Nope. All that does is introduce a three clock cycle delay which doesn't achieve anything (apart from wasting three clock cycles). What we need is useful processing inbetween the load and the calculation. How about we issue other memory requests whilst we're waiting for this data to arrive? Can we do that? It would be cool if we could. Well, is the PPC a powerful chip? Course it is. Have a look at this:

**Change the bg color
	lwz	r3,my_bg_color(rtoc)	*The colour we are changing

**get the red,green and blue components
	lhz	r4,(r3)	*get red
	lhz	r5,2(r3)	*get green
	lhz	r6,4(r3)	*get blue

**now the processing
	addi	r4,r4,220	*add to it
	sth	r4,(r3)	*store red
	subi	r5,r5,280
	sth	r5,2(r3)	*Store green
	subi	r6,r6,180
	sth	r6,4(r3)	*Store blue
	Xcall	RGBBackColor	*r3 points to the color	

By rearranging the code and using two more registers we have eliminated any stalls that may occur if the data isn't immediately available. The highly astute among you may question a possible stall at the Xcall instruction because we are storing r6 in 4(r3) immediately before the call.

There will be no stall here. Why?

Two reasons. Firstly, the reading from the background color in the preceding code will have ensured the data is in the level 1 cache, so there will be no delay writing it. Secondly, Xcall will run through at least four instructions before the data is needed (would be five in compiled code because functions are normally called via a branch and link (bl), whereas Fantasm does it in-line and saves two instructions per OS call).

Just for your information, the possible setting for the SWG are as follows:

Please note that the SWG is inoperative in demo versions of Fantasm as the demos are distributed as 68K builds only. Due to the heavy workload required for the SWG to operate (it has to emulate the processor) it is coded in PPC assm.

The other question involved how to prevent abrupt colour changes. Well the answer to this one was simply avoid the dramatic change that occurs when a colour component switches from a large value (i.e. 0xffff) to a small value (i.e. 0) or the other way round. The last question was how to speed up the colour changing without having to fill the whole rectangle. The answer was to use Color Look Up Tables (CLUT's) in 256 color mode - an example of this is given on the Fant5 CD in the example "Clut Fade" so I won't reproduce it here.

Other matters
We need to point out that MacsBug versions prior to 6.5.4aX will simply not work on MacOS version 8.00 or later.

Macintosh Applications

The question most frequently asked by beginners is "How does a Macintosh Application fit together? How does it run?".

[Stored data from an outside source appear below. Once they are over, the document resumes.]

//! XML parsing and canonical re-serialization
//!
//! This module turns an XML document into a small in-memory tree and renders
//! it back in the one canonical layout every formatted file converges to:
//! a fixed number of spaces per nesting level, the declaration on the first
//! line with no blank line after it, text content trimmed rather than padded,
//! and attributes kept in their original order.
//!
//! # Example
//!
//! ```rust
//! use xmlfmt::canonical::{parse, render};
//!
//! let doc = parse("<project>\n  <name>demo</name>\n</project>").unwrap();
//! let out = render(&doc, 4);
//! assert_eq!(out, "<project>\n    <name>demo</name>\n</project>\n");
//! ```

use quick_xml::Reader;
use quick_xml::events::{BytesDecl, BytesStart, Event};
use thiserror::Error;

/// Failure while reading or parsing an XML document.
///
/// I/O errors are folded in here because the pipeline treats an unreadable
/// or wrongly encoded file exactly like malformed markup: the original is
/// left untouched and the batch moves on.
#[derive(Debug, Error)]
pub enum ParseError {
    #[error("unreadable input: {0}")]
    Io(#[from] std::io::Error),
    #[error(transparent)]
    Xml(#[from] quick_xml::Error),
    #[error("invalid attribute: {0}")]
    Attr(#[from] quick_xml::events::attributes::AttrError),
    #[error("document has no root element")]
    NoRoot,
    #[error("unclosed element <{0}>")]
    Unclosed(String),
    #[error("text content outside the root element")]
    TrailingContent,
}

/// The `<?xml ...?>` declaration, kept as its parsed parts so the canonical
/// form can rebuild it with uniform quoting.
#[derive(Debug, Clone, PartialEq, Eq)]
pub struct Declaration {
    pub version: String,
    pub encoding: Option<String>,
    pub standalone: Option<String>,
}

/// One node of the document tree. Text and CDATA keep their raw (escaped)
/// form so rendering never re-escapes content.
#[derive(Debug, Clone, PartialEq, Eq)]
pub enum Node {
    Element(Element),
    Text(String),
    CData(String),
    Comment(String),
    Instruction(String),
    DocType(String),
}

/// An element with its attributes in document order.
#[derive(Debug, Clone, PartialEq, Eq)]
pub struct Element {
    pub name: String,
    pub attributes: Vec<(String, String)>,
    pub children: Vec<Node>,
}

/// A whole parsed document: optional declaration, anything before the root
/// (doctype, comments, processing instructions), the root element, and
/// anything after it.
#[derive(Debug, Clone, PartialEq, Eq)]
pub struct Document {
    pub declaration: Option<Declaration>,
    pub prolog: Vec<Node>,
    pub root: Element,
    pub trailer: Vec<Node>,
}

impl Declaration {
    fn from_event(decl: &BytesDecl) -> Result<Self, ParseError> {
        let version = String::from_utf8_lossy(&decl.version()?).into_owned();
        let encoding = match decl.encoding() {
            Some(enc) => Some(String::from_utf8_lossy(&enc?).into_owned()),
            None => None,
        };
        let standalone = match decl.standalone() {
            Some(sa) => Some(String::from_utf8_lossy(&sa?).into_owned()),
            None => None,
        };
        Ok(Self {
            version,
            encoding,
            standalone,
        })
    }
}

fn element_from_start(start: &BytesStart) -> Result<Element, ParseError> {
    let name = String::from_utf8_lossy(start.name().as_ref()).into_owned();
    let mut attributes = Vec::new();
    for attr in start.attributes() {
        let attr = attr?;
        attributes.push((
            String::from_utf8_lossy(attr.key.as_ref()).into_owned(),
            String::from_utf8_lossy(&attr.value).into_owned(),
        ));
    }
    Ok(Element {
        name,
        attributes,
        children: Vec::new(),
    })
}

/// Parse an XML string into a [`Document`].
///
/// Whitespace-only text is dropped and remaining text is trimmed, matching
/// the canonical layout; the parser rejects mismatched or unclosed tags and
/// content outside the root element.
pub fn parse(source: &str) -> Result<Document, ParseError> {
    let mut reader = Reader::from_str(source);
    reader.config_mut().trim_text(true);

    let mut declaration = None;
    let mut prolog: Vec<Node> = Vec::new();
    let mut trailer: Vec<Node> = Vec::new();
    let mut root: Option<Element> = None;
    let mut stack: Vec<Element> = Vec::new();

    loop {
        let event = reader.read_event()?;

        // Nodes outside any element land in the prolog or trailer.
        let mut attach = |node: Node,
                          stack: &mut Vec<Element>,
                          root: &mut Option<Element>|
         -> Result<(), ParseError> {
            if let Some(parent) = stack.last_mut() {
                parent.children.push(node);
            } else if matches!(node, Node::Text(_) | Node::CData(_)) {
                return Err(ParseError::TrailingContent);
            } else if root.is_none() {
                prolog.push(node);
            } else {
                trailer.push(node);
            }
            Ok(())
        };

        match event {
            Event::Decl(decl) => declaration = Some(Declaration::from_event(&decl)?),
            Event::DocType(text) => {
                let text = String::from_utf8_lossy(&text).trim().to_owned();
                attach(Node::DocType(text), &mut stack, &mut root)?;
            }
            Event::Start(start) => stack.push(element_from_start(&start)?),
            Event::Empty(start) => {
                let element = element_from_start(&start)?;
                if stack.is_empty() && root.is_none() {
                    root = Some(element);
                } else {
                    attach(Node::Element(element), &mut stack, &mut root)?;
                }
            }
            Event::End(_) => {
                // The reader has already verified the end tag matches.
                if let Some(element) = stack.pop() {
                    if stack.is_empty() && root.is_none() {
                        root = Some(element);
                    } else {
                        attach(Node::Element(element), &mut stack, &mut root)?;
                    }
                }
            }
            Event::Text(text) => {
                let raw = String::from_utf8_lossy(&text.into_inner()).into_owned();
                attach(Node::Text(raw), &mut stack, &mut root)?;
            }
            Event::CData(cdata) => {
                let raw = String::from_utf8_lossy(&cdata).into_owned();
                attach(Node::CData(raw), &mut stack, &mut root)?;
            }
            Event::Comment(comment) => {
                let raw = String::from_utf8_lossy(&comment).into_owned();
                attach(Node::Comment(raw), &mut stack, &mut root)?;
            }
            Event::PI(pi) => {
                let raw = String::from_utf8_lossy(&pi).into_owned();
                attach(Node::Instruction(raw), &mut stack, &mut root)?;
            }
            Event::Eof => break,
        }
    }

    if let Some(open) = stack.pop() {
        return Err(ParseError::Unclosed(open.name));
    }
    let root = root.ok_or(ParseError::NoRoot)?;

    Ok(Document {
        declaration,
        prolog,
        root,
        trailer,
    })
}

/// Render a [`Document`] in canonical form with `indent_width` spaces per
/// nesting level. The output always uses spaces; tab conversion is a
/// separate pass over the rendered bytes.
pub fn render(doc: &Document, indent_width: usize) -> String {
    let mut out = String::new();

    if let Some(decl) = &doc.declaration {
        out.push_str("<?xml version=\"");
        out.push_str(&decl.version);
        out.push('"');
        if let Some(encoding) = &decl.encoding {
            out.push_str(" encoding=\"");
            out.push_str(encoding);
            out.push('"');
        }
        if let Some(standalone) = &decl.standalone {
            out.push_str(" standalone=\"");
            out.push_str(standalone);
            out.push('"');
        }
        out.push_str("?>\n");
    }
    for node in &doc.prolog {
        render_node(node, 0, indent_width, &mut out);
    }
    render_element(&doc.root, 0, indent_width, &mut out);
    for node in &doc.trailer {
        render_node(node, 0, indent_width, &mut out);
    }

    out
}

fn render_node(node: &Node, depth: usize, indent_width: usize, out: &mut String) {
    let pad = " ".repeat(depth * indent_width);
    match node {
        Node::Element(element) => render_element(element, depth, indent_width, out),
        Node::Text(text) => {
            out.push_str(&pad);
            out.push_str(text);
            out.push('\n');
        }
        Node::CData(cdata) => {
            out.push_str(&pad);
            out.push_str("<![CDATA[");
            out.push_str(cdata);
            out.push_str("]]>\n");
        }
        Node::Comment(comment) => {
            out.push_str(&pad);
            out.push_str("<!--");
            out.push_str(comment);
            out.push_str("-->\n");
        }
        Node::Instruction(pi) => {
            out.push_str(&pad);
            out.push_str("<?");
            out.push_str(pi);
            out.push_str("?>\n");
        }
        Node::DocType(doctype) => {
            out.push_str(&pad);
            out.push_str("<!DOCTYPE ");
            out.push_str(doctype);
            out.push_str(">\n");
        }
    }
}

fn render_element(element: &Element, depth: usize, indent_width: usize, out: &mut String) {
    let pad = " ".repeat(depth * indent_width);
    out.push_str(&pad);
    out.push('<');
    out.push_str(&element.name);
    for (key, value) in &element.attributes {
        out.push(' ');
        out.push_str(key);
        out.push_str("=\"");
        // Raw values from single-quoted attributes may contain a literal
        // double quote; everything else is already escaped.
        out.push_str(&value.replace('"', "&quot;"));
        out.push('"');
    }

    if element.children.is_empty() {
        out.push_str("/>\n");
        return;
    }

    let inline = element
        .children
        .iter()
        .all(|child| matches!(child, Node::Text(_) | Node::CData(_)));
    if inline {
        out.push('>');
        for child in &element.children {
            match child {
                Node::Text(text) => out.push_str(text),
                Node::CData(cdata) => {
                    out.push_str("<![CDATA[");
                    out.push_str(cdata);
                    out.push_str("]]>");
                }
                _ => unreachable!("inline elements hold only text and CDATA"),
            }
        }
    } else {
        out.push_str(">\n");
        for child in &element.children {
            render_node(child, depth + 1, indent_width, out);
        }
        out.push_str(&pad);
    }
    out.push_str("</");
    out.push_str(&element.name);
    out.push_str(">\n");
}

In common with most Graphical User Interface (GUI) operating systems, the Mac runs via "events". Every time the user does something such as clicking the mouse button or pressing a key, the OS generates an "event" and places it in the event queue. If the application in the foreground - the one the user is interacting with, examines this event queue it can find out what the user is doing by processing the events as they appear in the queue. It is a mistake to say the OS "sends" an event to the application - it doesn't, it simply places the events in the queue. It is up to the application to get the events out of the queue. There are lots of different events that can be placed in the queue - Apple Events for example, but luckily there are just a few that "really matter".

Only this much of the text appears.